47 Comments
Jun 25, 2023·edited Jun 25, 2023

As always, always, always, J & M - no, make that G & G that way I don't have to worry about which of you to put first or second - a sterling dispatch.

However, however, and this is - perhaps - on Matt, the "military" one of you. You didn't even mention the Russian nukes. It is my recollection that the Russian "collection" of nukes has been described as the largest in the world. Whether that description is or is not accurate is moot simply because Russia has lots and lots of nukes. And leaky nuclear power plants, etc. All in all, this is a further recipe for sleepless nights.

As for JT and his Sunny Ways crew, you are correct that Mendocino must go and, yes, Lametti also.

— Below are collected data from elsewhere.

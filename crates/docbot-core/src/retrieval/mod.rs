//! Context retrieval: turn the readable corpus into a bounded model context.
//!
//! Scoring is lexical and deterministic. See [`scoring`] for the term
//! extraction and scoring rules and [`engine`] for budget packing.

pub mod engine;
pub mod scoring;

pub use engine::RetrievalEngine;
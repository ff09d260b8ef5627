//! Slack Events API receiver.
//!
//! Verifies the request signature, answers `url_verification`, and hands
//! each qualifying event to the dispatcher on its own task. Slack expects a
//! response within three seconds, so the handler never waits for the
//! pipeline.

use std::sync::Arc;

use axum::Json;
use axum::body::Bytes;
use axum::extract::State;
use axum::http::{HeaderMap, StatusCode};
use axum::response::{IntoResponse, Response};
use secrecy::ExposeSecret;
use serde_json::json;

use docbot_core::dispatch::report::GREETING;
use docbot_core::transport::MessageTransport;
use docbot_infra::slack::{EventAction, SlackEnvelope, classify, verify_slack_signature};

use crate::http::error::AppError;
use crate::state::AppState;

const TIMESTAMP_HEADER: &str = "x-slack-request-timestamp";
const SIGNATURE_HEADER: &str = "x-slack-signature";
const RETRY_HEADER: &str = "x-slack-retry-num";

/// POST /slack/events
pub async fn slack_events(
    State(state): State<AppState>,
    headers: HeaderMap,
    body: Bytes,
) -> Result<Response, AppError> {
    let timestamp = header(&headers, TIMESTAMP_HEADER)
        .ok_or_else(|| AppError::Unauthorized(format!("missing {TIMESTAMP_HEADER}")))?;
    let signature = header(&headers, SIGNATURE_HEADER)
        .ok_or_else(|| AppError::Unauthorized(format!("missing {SIGNATURE_HEADER}")))?;

    verify_slack_signature(
        state.signing_secret.expose_secret().as_bytes(),
        timestamp,
        &body,
        signature,
        chrono::Utc::now().timestamp(),
    )?;

    let envelope: SlackEnvelope =
        serde_json::from_slice(&body).map_err(|e| AppError::BadRequest(e.to_string()))?;

    match envelope {
        SlackEnvelope::UrlVerification { challenge } => {
            Ok(Json(json!({ "challenge": challenge })).into_response())
        }
        SlackEnvelope::EventCallback { event, event_id } => {
            // Slack retries when our first ack was slow; the original is
            // already being processed.
            if let Some(retry) = header(&headers, RETRY_HEADER) {
                tracing::debug!(event_id = ?event_id, retry, "ignoring Slack retry");
                return Ok(StatusCode::OK.into_response());
            }

            match classify(&event) {
                EventAction::Dispatch(message) => {
                    tracing::debug!(
                        event_id = ?event_id,
                        channel = %message.channel_id,
                        direct = message.is_direct_message,
                        "dispatching Slack event"
                    );
                    let dispatcher = Arc::clone(&state.dispatcher);
                    tokio::spawn(async move {
                        dispatcher.handle(&message).await;
                    });
                }
                EventAction::Greet { channel_id } => {
                    let transport = Arc::clone(&state.transport);
                    tokio::spawn(async move {
                        if let Err(e) = transport.send(&channel_id, GREETING).await {
                            tracing::error!(channel = %channel_id, error = %e, "failed to send greeting");
                        }
                    });
                }
                EventAction::Ignore => {}
            }
            Ok(StatusCode::OK.into_response())
        }
        SlackEnvelope::Unsupported => Ok(StatusCode::OK.into_response()),
    }
}

fn header<'a>(headers: &'a HeaderMap, name: &str) -> Option<&'a str> {
    headers.get(name).and_then(|v| v.to_str().ok())
}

You correctly note that Terry Glavin has done stellar work on the residential schools issue, including on the unmarked graves story. The fact that he has been vilified for that work simply means that those who have so stupidly criticized him just haven't read his work which is careful and respectful of native leaders and communities. It is simply a fact that again we have this, what is the word? woke? Well, it will have to do; we have this "woke" attitude that says that anything that looks to being careful, respectful and accurate in the reporting of the whole residential school issue is unacceptable and must be destroyed in the name of - what? What exactly? There is certainly not any interest in truth by these people.

So, now we come back to Lametti. Yes, he should go. And Mendocino. And Hussan. And, and, and, and.....

And, now for Bell... Yes, please do release them from their requirement to broadcast local news. More specifically, release them from their broadcasting licences and that will allow them what they seek: no more requirement to broadcast local news, simply because they will no longer be broadcasting. See? Simple.

Oh, and your "appeal," your "shameless" hucksterism that has led you to ask for bucks. Don't feel bad; it works for Ezra Levant. Not that I am comparing you to Ezra; not at all; but understand this: you do need to take advantage of this business model that uses the equivalent of "Go Fund Me pages." As for me, I will in a few moments send my pittance.

But don't be ashamed. Remember: Hucksterism works! Hucksterism works! But, you can refine it and make it more genteel; I have faith in you. But Just Do It! [apologies to Nike]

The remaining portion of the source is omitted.